Snow, Mud, Sweat and Tears: An Actif Epica First

It’s the middle of peak winter in Manitoba and tears are rolling down my face in pain and despair.

WRITTEN BY

Gaurav Madan

I collapse onto a half-frozen pile of mud in the middle of nowhere, some place in South of Winnipeg in the freezing cold midnight. I’m not even sure where I am. All I know is that I have little over 6 hours to finish this race, Actif Epica – the ultramarathon that I’ve been training for months to do.

© Kevin B Desaulniers

Actif Epica is a 120 km long self-supported race in peak winter of Manitoba. Unlike other races, there is no support available of any kind, you carry all your needs like water, food, survival gear and clothes in a backpack from the start to finish. Temperatures are generally 30 degrees below freezing with winds at 50 kilometers an hour. This is among the toughest races Canada has to test your will and endurance. And on top of all of that, race officials confirmed the conditions this year were the worst they’d seen.

Read the news report about Gaurav’s epic accomplishment of becoming the first Indian-born runner to complete the Actif Epica.

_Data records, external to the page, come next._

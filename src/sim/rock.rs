//! Rock physics: shake, wait for the player to clear, fall, crumble
//!
//! A resting rock is a `Tile::Rock` in the grid. It leaves the grid the moment
//! it starts falling and only returns if it lands on another rock without
//! having crushed anything.

use glam::Vec2;
use serde::{Deserialize, Serialize};

use super::collision::{Aabb, horizontal_overlap};
use super::grid::{Grid, Tile, grid_to_pixel, pixel_to_grid};
use crate::consts::*;

#[derive(Debug, Clone, Copy, PartialEq, Serialize, Deserialize)]
pub enum RockState {
    Idle,
    /// Wobbling. `awaiting_clearance` is set once the shake time ran out with
    /// the player still underneath.
    Shaking { timer: f32, awaiting_clearance: bool },
    /// Player got clear; short pause before the drop
    FallDelay { timer: f32 },
    Falling,
    Crumbling { timer: f32 },
    /// Ready for removal from the rock list
    Destroyed,
}

/// What happened during a rock update
#[derive(Debug, Clone, Copy, Default, PartialEq, Eq)]
pub struct RockUpdate {
    pub started_falling: bool,
    pub landed: bool,
}

#[derive(Debug, Clone, Serialize, Deserialize)]
pub struct Rock {
    pub id: u32,
    /// Top-left pixel
    pub pos: Vec2,
    pub col: i32,
    pub row: i32,
    pub state: RockState,
    pub player_was_beneath: bool,
    /// Player's row when the shake began
    pub player_row: i32,
    /// Enemies pinned during the current fall
    pub crushed: Vec<u32>,
    pub carrying_player: bool,
}

impl Rock {
    /// Rock resting in a grid cell. The caller places the tile.
    pub fn new(id: u32, col: i32, row: i32) -> Self {
        Self {
            id,
            pos: grid_to_pixel(col, row),
            col,
            row,
            state: RockState::Idle,
            player_was_beneath: false,
            player_row: 0,
            crushed: Vec::new(),
            carrying_player: false,
        }
    }

    pub fn hitbox(&self) -> Aabb {
        Aabb::tile(self.pos)
    }

    pub fn is_shaking(&self) -> bool {
        matches!(
            self.state,
            RockState::Shaking { .. } | RockState::FallDelay { .. }
        )
    }

    pub fn is_falling(&self) -> bool {
        self.state == RockState::Falling
    }

    pub fn is_crumbling(&self) -> bool {
        matches!(self.state, RockState::Crumbling { .. })
    }

    pub fn is_destroyed(&self) -> bool {
        self.state == RockState::Destroyed
    }

    /// Still falling or crumbling with something pinned underneath
    pub fn is_mid_crush(&self) -> bool {
        (self.is_falling() || self.is_crumbling())
            && (!self.crushed.is_empty() || self.carrying_player)
    }

    /// Nothing below holds the rock up
    pub fn is_unsupported(&self, grid: &Grid) -> bool {
        let below = self.row + 1;
        (below as usize) < grid.height() && grid.tile_at(self.col, below) == Tile::Empty
    }

    /// Player standing right under the rock with enough horizontal overlap
    pub fn is_player_beneath(&self, player_pos: Vec2) -> bool {
        let dy = player_pos.y - self.pos.y;
        dy > 0.0
            && dy <= TILE_SIZE * 1.5
            && horizontal_overlap(self.pos.x, player_pos.x) >= ROCK_BENEATH_OVERLAP
    }

    /// Any part of the player still under the rock's column
    fn is_player_under(&self, player_pos: Vec2) -> bool {
        player_pos.y > self.pos.y && horizontal_overlap(self.pos.x, player_pos.x) > 0.0
    }

    /// Clear once the player no longer overlaps horizontally or has changed row
    fn is_player_clear(&self, player_pos: Option<Vec2>) -> bool {
        let Some(p) = player_pos else {
            return true;
        };
        let (_, row) = pixel_to_grid(p + Vec2::splat(TILE_SIZE / 2.0));
        horizontal_overlap(self.pos.x, p.x) <= 0.0 || row != self.player_row
    }

    fn start_falling(&mut self, grid: &mut Grid, out: &mut RockUpdate) {
        log::debug!("Rock {} falling from row {}", self.id, self.row);
        grid.remove_rock(self.col, self.row);
        self.state = RockState::Falling;
        out.started_falling = true;
    }

    /// Advance one tick. `player_pos` is `None` when the player cannot
    /// trigger rocks (dead or pinned).
    pub fn update(&mut self, grid: &mut Grid, player_pos: Option<Vec2>, dt: f32) -> RockUpdate {
        let mut out = RockUpdate::default();

        match self.state {
            RockState::Idle => {
                if self.is_unsupported(grid) {
                    match player_pos.filter(|&p| self.is_player_beneath(p)) {
                        Some(p) => {
                            self.player_was_beneath = true;
                            self.player_row = pixel_to_grid(p + Vec2::splat(TILE_SIZE / 2.0)).1;
                            self.state = RockState::Shaking {
                                timer: 0.0,
                                awaiting_clearance: false,
                            };
                        }
                        None => self.start_falling(grid, &mut out),
                    }
                }
            }
            RockState::Shaking {
                timer,
                awaiting_clearance,
            } => {
                let timer = timer + dt;
                if awaiting_clearance {
                    if self.is_player_clear(player_pos) {
                        self.state = RockState::FallDelay { timer: 0.0 };
                    } else {
                        self.state = RockState::Shaking {
                            timer,
                            awaiting_clearance,
                        };
                    }
                } else if timer >= ROCK_SHAKE_DURATION {
                    if player_pos.is_some_and(|p| self.is_player_under(p)) {
                        self.state = RockState::Shaking {
                            timer,
                            awaiting_clearance: true,
                        };
                    } else if self.player_was_beneath {
                        self.state = RockState::FallDelay { timer: 0.0 };
                    } else {
                        self.start_falling(grid, &mut out);
                    }
                } else {
                    self.state = RockState::Shaking {
                        timer,
                        awaiting_clearance,
                    };
                }
            }
            RockState::FallDelay { timer } => {
                if timer + dt >= ROCK_FALL_DELAY {
                    self.start_falling(grid, &mut out);
                } else {
                    self.state = RockState::FallDelay { timer: timer + dt };
                }
            }
            RockState::Falling => {
                self.pos.y += ROCK_FALL_SPEED * dt;
                let row = (self.pos.y / TILE_SIZE).floor() as i32;
                let below = grid.tile_at(self.col, row + 1);
                if below != Tile::Empty {
                    self.pos.y = row as f32 * TILE_SIZE;
                    self.row = row;
                    self.land(grid, below);
                    out.landed = true;
                }
            }
            RockState::Crumbling { timer } => {
                self.state = if timer + dt >= ROCK_CRUMBLE_DURATION {
                    RockState::Destroyed
                } else {
                    RockState::Crumbling { timer: timer + dt }
                };
            }
            RockState::Destroyed => {}
        }

        out
    }

    fn land(&mut self, grid: &mut Grid, below: Tile) {
        if below == Tile::Rock && self.crushed.is_empty() && !self.carrying_player {
            log::debug!("Rock {} came to rest on a rock at row {}", self.id, self.row);
            grid.place_rock(self.col, self.row);
            self.state = RockState::Idle;
            self.player_was_beneath = false;
        } else {
            log::debug!(
                "Rock {} landed at row {} ({} crushed)",
                self.id,
                self.row,
                self.crushed.len()
            );
            self.state = RockState::Crumbling { timer: 0.0 };
        }
    }
}

#[cfg(test)]
mod tests {
    use super::*;

    const DT: f32 = 1.0 / 60.0;

    /// Rock at (5, 6) with the tile below dug out
    fn rock_over_hole() -> (Grid, Rock) {
        let mut grid = Grid::default();
        grid.place_rock(5, 6);
        grid.clear_vertical(5, 7, 9);
        (grid, Rock::new(1, 5, 6))
    }

    #[test]
    fn test_supported_rock_stays_idle() {
        let mut grid = Grid::default();
        grid.place_rock(5, 6);
        let mut rock = Rock::new(1, 5, 6);
        for _ in 0..60 {
            rock.update(&mut grid, Some(grid_to_pixel(5, 7)), DT);
        }
        assert_eq!(rock.state, RockState::Idle);
        assert!(grid.is_rock(5, 6));
    }

    #[test]
    fn test_falls_immediately_without_player() {
        let (mut grid, mut rock) = rock_over_hole();
        let out = rock.update(&mut grid, Some(grid_to_pixel(10, 12)), DT);
        assert!(out.started_falling);
        assert!(rock.is_falling());
        // Lifted out of the tile map straight away
        assert!(grid.is_empty(5, 6));
    }

    #[test]
    fn test_shakes_until_player_clears() {
        let (mut grid, mut rock) = rock_over_hole();
        let under = grid_to_pixel(5, 7);
        rock.update(&mut grid, Some(under), DT);
        assert!(rock.is_shaking());

        // Far longer than the shake time
        for _ in 0..600 {
            rock.update(&mut grid, Some(under), DT);
            assert!(rock.is_shaking());
            assert!(!rock.is_falling());
        }
        assert!(grid.is_rock(5, 6));

        // Still overlapping by a sliver: keep waiting
        let sliver = under + Vec2::new(TILE_SIZE - 2.0, 0.0);
        rock.update(&mut grid, Some(sliver), DT);
        assert!(matches!(rock.state, RockState::Shaking { .. }));

        let clear = grid_to_pixel(6, 7);
        rock.update(&mut grid, Some(clear), DT);
        assert!(matches!(rock.state, RockState::FallDelay { .. }));

        let mut fell = false;
        for _ in 0..30 {
            if rock.update(&mut grid, Some(clear), DT).started_falling {
                fell = true;
                break;
            }
        }
        assert!(fell);
    }

    #[test]
    fn test_row_change_also_clears() {
        let (mut grid, mut rock) = rock_over_hole();
        let under = grid_to_pixel(5, 7);
        for _ in 0..60 {
            rock.update(&mut grid, Some(under), DT);
        }
        assert!(matches!(
            rock.state,
            RockState::Shaking {
                awaiting_clearance: true,
                ..
            }
        ));
        rock.update(&mut grid, Some(grid_to_pixel(5, 8)), DT);
        assert!(matches!(rock.state, RockState::FallDelay { .. }));
    }

    #[test]
    fn test_player_leaving_during_shake_uses_fall_delay() {
        let (mut grid, mut rock) = rock_over_hole();
        rock.update(&mut grid, Some(grid_to_pixel(5, 7)), DT);
        let away = grid_to_pixel(9, 12);
        let mut saw_delay = false;
        for _ in 0..60 {
            rock.update(&mut grid, Some(away), DT);
            if matches!(rock.state, RockState::FallDelay { .. }) {
                saw_delay = true;
            }
        }
        assert!(saw_delay);
        assert!(rock.is_falling() || rock.is_crumbling());
    }

    #[test]
    fn test_lands_on_dirt_and_crumbles() {
        let (mut grid, mut rock) = rock_over_hole();
        let mut landed = false;
        for _ in 0..120 {
            if rock.update(&mut grid, None, DT).landed {
                landed = true;
                break;
            }
        }
        assert!(landed);
        assert_eq!(rock.row, 9);
        assert_eq!(rock.pos, grid_to_pixel(5, 9));
        assert!(rock.is_crumbling());
        for _ in 0..60 {
            rock.update(&mut grid, None, DT);
        }
        assert!(rock.is_destroyed());
        // Never put back into the map
        assert!(!grid.is_rock(5, 9));
    }

    #[test]
    fn test_lands_on_rock_and_rests() {
        let (mut grid, mut rock) = rock_over_hole();
        grid.place_rock(5, 10);
        grid.dig(5, 9);
        for _ in 0..120 {
            if rock.update(&mut grid, None, DT).landed {
                break;
            }
        }
        assert_eq!(rock.state, RockState::Idle);
        assert_eq!(rock.row, 9);
        assert!(grid.is_rock(5, 9));
    }

    #[test]
    fn test_crush_forces_crumble_on_rock() {
        let (mut grid, mut rock) = rock_over_hole();
        grid.place_rock(5, 10);
        rock.update(&mut grid, None, DT);
        rock.crushed.push(42);
        assert!(rock.is_mid_crush());
        for _ in 0..120 {
            if rock.update(&mut grid, None, DT).landed {
                break;
            }
        }
        assert!(rock.is_crumbling());
    }

    #[test]
    fn test_floor_counts_as_support() {
        let mut grid = Grid::default();
        let bottom = GRID_HEIGHT as i32 - 1;
        grid.place_rock(3, bottom);
        let mut rock = Rock::new(1, 3, bottom);
        assert!(!rock.is_unsupported(&grid));
        rock.update(&mut grid, None, DT);
        assert_eq!(rock.state, RockState::Idle);
    }
}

There are 5 checkpoints where I must report to within the 25 hour time limit – St. Pierre-Jolys (28 km), Crystal Springs (43 km), Niverville (63 km), St. Adolphe (75 km) and University of Manitoba (104 km). Sounds straightforward, but the problem is the route is not marked. I have to follow hand scribbled directions and use my GPS to find my way in a landscape I’d never been to before.

© Dan Lockery

My GPS is dead so I look at the hard copy of the race directions. They suggest a left turn about a kilometer from the trailhead, and I’ve been walking for more than an hour with no left turn in sight. I’m exhausted, getting cold, and have bad blisters that are bleeding. For the past 19 hours, I’ve battered through a rough frozen lake, miles of Manitoba mud, soft deep snow and endless stretches of vast-frozen prairies – all this with a bad stomach. I’m throwing up every 10 minutes if I eat. My body has surrendered to my life’s biggest race, and I still have 40 km to run. I think my battle is over. I’m lost.

© Dallas Sigurdur

As I lay in the mud, I can hear sounds of coyotes and see an array of flickering lights at a far distance. While still trying to muster some energy to continue, I think maybe the lights could be the flood bank, the one all racers must cross to get to the Highway 200 to finish. If it is the flood bank, I think I can follow and still finish. But, if I am on the wrong trail, this is the end.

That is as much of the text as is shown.